Directions for this task
Only lines with the string "OnceLock" matter here; gather them from the material below.

Data records

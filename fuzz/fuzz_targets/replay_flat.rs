#![no_main]

// Arbitrary flat tuples must decode or desync, never panic. Tuples the
// signature accepts must always decode.

use std::sync::OnceLock;

use arbitrary::Unstructured;
use fuzz_shape::shaped::ArgList;
use fuzz_shape::transcode::{flatten_args, CanonicalShape, Reconstructor};
use fuzz_shape::{ScalarType, ScalarValue};
use libfuzzer_sys::fuzz_target;

fn reconstructor() -> &'static Reconstructor {
    static RECONSTRUCTOR: OnceLock<Reconstructor> = OnceLock::new();
    RECONSTRUCTOR.get_or_init(|| {
        let seed = (vec![vec![1i64, 2], vec![], vec![3]], String::from("seed"), vec![true]);
        let flattened = flatten_args(&seed.to_values()).expect("seed flattens");
        let shape = CanonicalShape::new(flattened.shapes, flattened.spans).expect("canonical shape");
        Reconstructor::new(shape).expect("reconstructor")
    })
}

fn scalar(u: &mut Unstructured<'_>, ty: ScalarType) -> arbitrary::Result<ScalarValue> {
    Ok(match ty {
        ScalarType::Bool => ScalarValue::Bool(u.arbitrary()?),
        ScalarType::I8 => ScalarValue::I8(u.arbitrary()?),
        ScalarType::I16 => ScalarValue::I16(u.arbitrary()?),
        ScalarType::I32 => ScalarValue::I32(u.arbitrary()?),
        ScalarType::I64 => ScalarValue::I64(u.arbitrary()?),
        ScalarType::U8 => ScalarValue::U8(u.arbitrary()?),
        ScalarType::U16 => ScalarValue::U16(u.arbitrary()?),
        ScalarType::U32 => ScalarValue::U32(u.arbitrary()?),
        ScalarType::U64 => ScalarValue::U64(u.arbitrary()?),
        ScalarType::F32 => ScalarValue::F32(u.arbitrary()?),
        ScalarType::F64 => ScalarValue::F64(u.arbitrary()?),
        ScalarType::Text => ScalarValue::Text(u.arbitrary()?),
        ScalarType::Bytes => ScalarValue::Bytes(u.arbitrary()?),
    })
}

fn flat_tuple(u: &mut Unstructured<'_>) -> arbitrary::Result<Vec<ScalarValue>> {
    let len = u.int_in_range(0..=8usize)?;
    (0..len)
        .map(|_| {
            let tag = u.int_in_range(0..=12u8)?;
            let ty = ScalarType::try_from(tag).map_err(|_| arbitrary::Error::IncorrectFormat)?;
            scalar(u, ty)
        })
        .collect()
}

fuzz_target!(|data: &[u8]| {
    let mut u = Unstructured::new(data);
    let Ok(flat) = flat_tuple(&mut u) else {
        return;
    };
    let reconstructor = reconstructor();
    match reconstructor.reconstruct(&flat) {
        Ok(rebuilt) => {
            assert!(reconstructor.signature().accepts(&flat));
            assert_eq!(rebuilt.consumed, flat.len());
        }
        Err(err) => {
            assert!(err.is_per_invocation(), "setup error at replay time: {}", err);
            assert!(!reconstructor.signature().accepts(&flat));
        }
    }
});
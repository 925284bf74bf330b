//! The flatten/reconstruct transcoder.
//!
//! Seeds are flattened into scalar leaves plus shape metadata, the metadata
//! of all seeds is merged into one [`CanonicalShape`], and flat tuples coming
//! back from the engine are rebuilt into structured arguments against it.

pub mod flatten;
pub mod normalize;
pub mod plan;
pub mod reconstruct;


pub use flatten::{flatten, flatten_args, Flattened};
pub use normalize::{sort_spans, CanonicalShape, ShapeBuilder};
pub use plan::{expand, plan, FlatParam, FlatSignature, ParamType};
pub use reconstruct::{Reconstructed, Reconstructor};
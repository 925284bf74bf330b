#![forbid(unsafe_code)]
#![deny(clippy::all)]
#![deny(deprecated)]

//!
//! fuzz-shape lets a scalar-only, corpus-driven fuzz engine drive test
//! functions whose parameters are records and variable-length sequences.
//!
//! Seed values are flattened into scalar tuples plus shape metadata; the
//! metadata of all seeds is merged into one canonical shape; and every flat
//! tuple the engine replays or mutates is reconstructed against it before the
//! real test function runs.
//!
//! ```
//! use fuzz_shape::harness::{FuzzTarget, SeedReplayEngine, Ticket};
//! use fuzz_shape::shaped_record;
//!
//! shaped_record! {
//!     #[derive(Debug, Clone, PartialEq)]
//!     pub struct Pair {
//!         pub first: i64,
//!         pub second: String,
//!     }
//! }
//!
//! let mut target = FuzzTarget::new(SeedReplayEngine::new());
//! target.add((Pair { first: 1, second: "hallo".into() },)).unwrap();
//! let report = target
//!     .fuzz(|t: &mut Ticket, (pair,): (Pair,)| {
//!         if pair.second.is_empty() {
//!             t.error("empty text");
//!         }
//!     })
//!     .unwrap();
//! assert_eq!(report.failures().count(), 0);
//! ```

// Scalar leaf kinds and values.
pub mod types;

// Value trees, shape trees and array spans.
pub mod primitives;

// Re-export all core primitives for easier access at the crate root.
pub use primitives::*;

pub mod error;

// Rust type <-> shape binding, including the `shaped_record!` macro.
pub mod shaped;

// Flattener, normalizer, planner and reconstructor.
pub mod transcode;

// Engine boundary and fuzz target setup.
pub mod harness;

#[cfg(feature = "test-utils")]
pub mod testing;

pub use error::TranscodeError;
pub use shaped::{ArgList, Shaped};
pub use types::{ScalarType, ScalarValue};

Answer to this exercise
use std::sync::OnceLock;
    static RECONSTRUCTOR: OnceLock<Reconstructor> = OnceLock::new();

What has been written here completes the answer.